Friday, December 2, 2011

The cockroaches among us

The Daily Show With Jon StewartMon - Thurs 11p / 10c
Bob Costas
www.thedailyshow.com
Daily Show Full EpisodesPolitical Humor & Satire BlogThe Daily Show on Facebook

Child sexual abuse is an uncomfortable subject, but an important one. And yes, I'm sure there are more cockroaches out there,... though not that many. These things get so much media attention because they are abhorrent to the vast majority of us.

So in that respect - certainly not in the seriousness of the matter, of course - I think it's easy to overreact here. Heck, if you're a parent, you must be just terrified all the time. (Note that, although these are instances of young boys being sexually abused, you've always had to worry about your daughters.)

But as disgusting as this is, it's good when these things come into the light of day. Seeing a cockroach is unpleasant, but bright light is not where cockroaches thrive. And if cockroaches are there, we need to know it.

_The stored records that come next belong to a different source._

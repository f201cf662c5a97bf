//! Operations on plain vectors (`&[T]`).
//!
//! Rows and columns of a [`crate::Matrix`] are handed to these functions as
//! slices; matrix multiplication is built on [`dot_prod`].

use crate::error::LaError;
use num_traits::Float;

/// Σ uᵢ·vᵢ. Fails when the lengths differ.
pub fn dot_prod<T: Float>(u: &[T], v: &[T]) -> Result<T, LaError> {
    if u.len() != v.len() {
        return Err(LaError::DimensionMismatch { expected: u.len(), found: v.len() });
    }
    Ok(u.iter()
        .zip(v.iter())
        .map(|(&a, &b)| a * b)
        .fold(T::zero(), |acc, x| acc + x))
}

/// Euclidean norm ‖v‖₂. Zero for an empty slice.
pub fn magnitude<T: Float>(v: &[T]) -> T {
    v.iter().map(|&x| x * x).fold(T::zero(), |acc, x| acc + x).sqrt()
}

pub fn vector_scale<T: Float>(v: &[T], s: T) -> Vec<T> {
    v.iter().map(|&x| x * s).collect()
}

/// `v / ‖v‖₂`; a zero-magnitude vector has no direction.
pub fn unit_vector<T: Float>(v: &[T]) -> Result<Vec<T>, LaError> {
    let mag = magnitude(v);
    if mag == T::zero() {
        return Err(LaError::DivisionByZero);
    }
    Ok(vector_scale(v, T::one() / mag))
}

#[cfg(test)]
mod tests {
    use super::*;
    use approx::assert_abs_diff_eq;

    #[test]
    fn dot_product() {
        assert_eq!(dot_prod(&[1.0, 2.0, 3.0], &[4.0, 5.0, 6.0]).unwrap(), 32.0);
        assert_eq!(
            dot_prod(&[1.0, 2.0], &[1.0]),
            Err(LaError::DimensionMismatch { expected: 2, found: 1 })
        );
    }

    #[test]
    fn magnitude_of_3_4_is_5() {
        assert_eq!(magnitude(&[3.0, 4.0]), 5.0);
        assert_eq!(magnitude::<f64>(&[]), 0.0);
    }

    #[test]
    fn scaling() {
        assert_eq!(vector_scale(&[1.0, -2.0], 3.0), vec![3.0, -6.0]);
    }

    #[test]
    fn unit_vectors() {
        let u = unit_vector(&[3.0, 4.0]).unwrap();
        assert_abs_diff_eq!(u[0], 0.6, epsilon = 1e-12);
        assert_abs_diff_eq!(u[1], 0.8, epsilon = 1e-12);
        assert_abs_diff_eq!(magnitude(&u), 1.0, epsilon = 1e-12);
        assert_eq!(unit_vector(&[0.0, 0.0]), Err(LaError::DivisionByZero));
        assert_eq!(unit_vector::<f64>(&[]), Err(LaError::DivisionByZero));
    }
}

As Bob Costas says, if there's anything good about this, it's that these incidents might teach us what we need to do, if we discover something vile like this. You don't just pass the buck. You notify the authorities and then you follow-up on it.

Here's Costas: "If you see something, or if you have reason to suspect something, that involves children being taken advantage of, it's not enough - certainly not to turn the other way - and certainly not enough to say, well, I passed it on to my immediate superior. You have to follow through."

This is where people failed, at least at Penn State. (I'm not familiar enough with the Syracuse incident to even comment on that.) This is what we need to learn. There will always be cockroaches - not many, but some. When you find one, you need to take action, no matter how much you might wish the situation had never come up.

And as the Catholic Church child abuse scandal should have taught us, your first concern, really your only concern, should be for the well-being of children, those being abused now and those at risk for abuse in the future. It might be natural to move to protect a cherished institution - particularly one which pays your salary - but it's flat-out wrong!

Most likely, the only way we can stop this is to make sure these institutions pay a bigger cost - a much bigger cost - for hiding child rape than if they'd just come clean and dealt with it in the first place.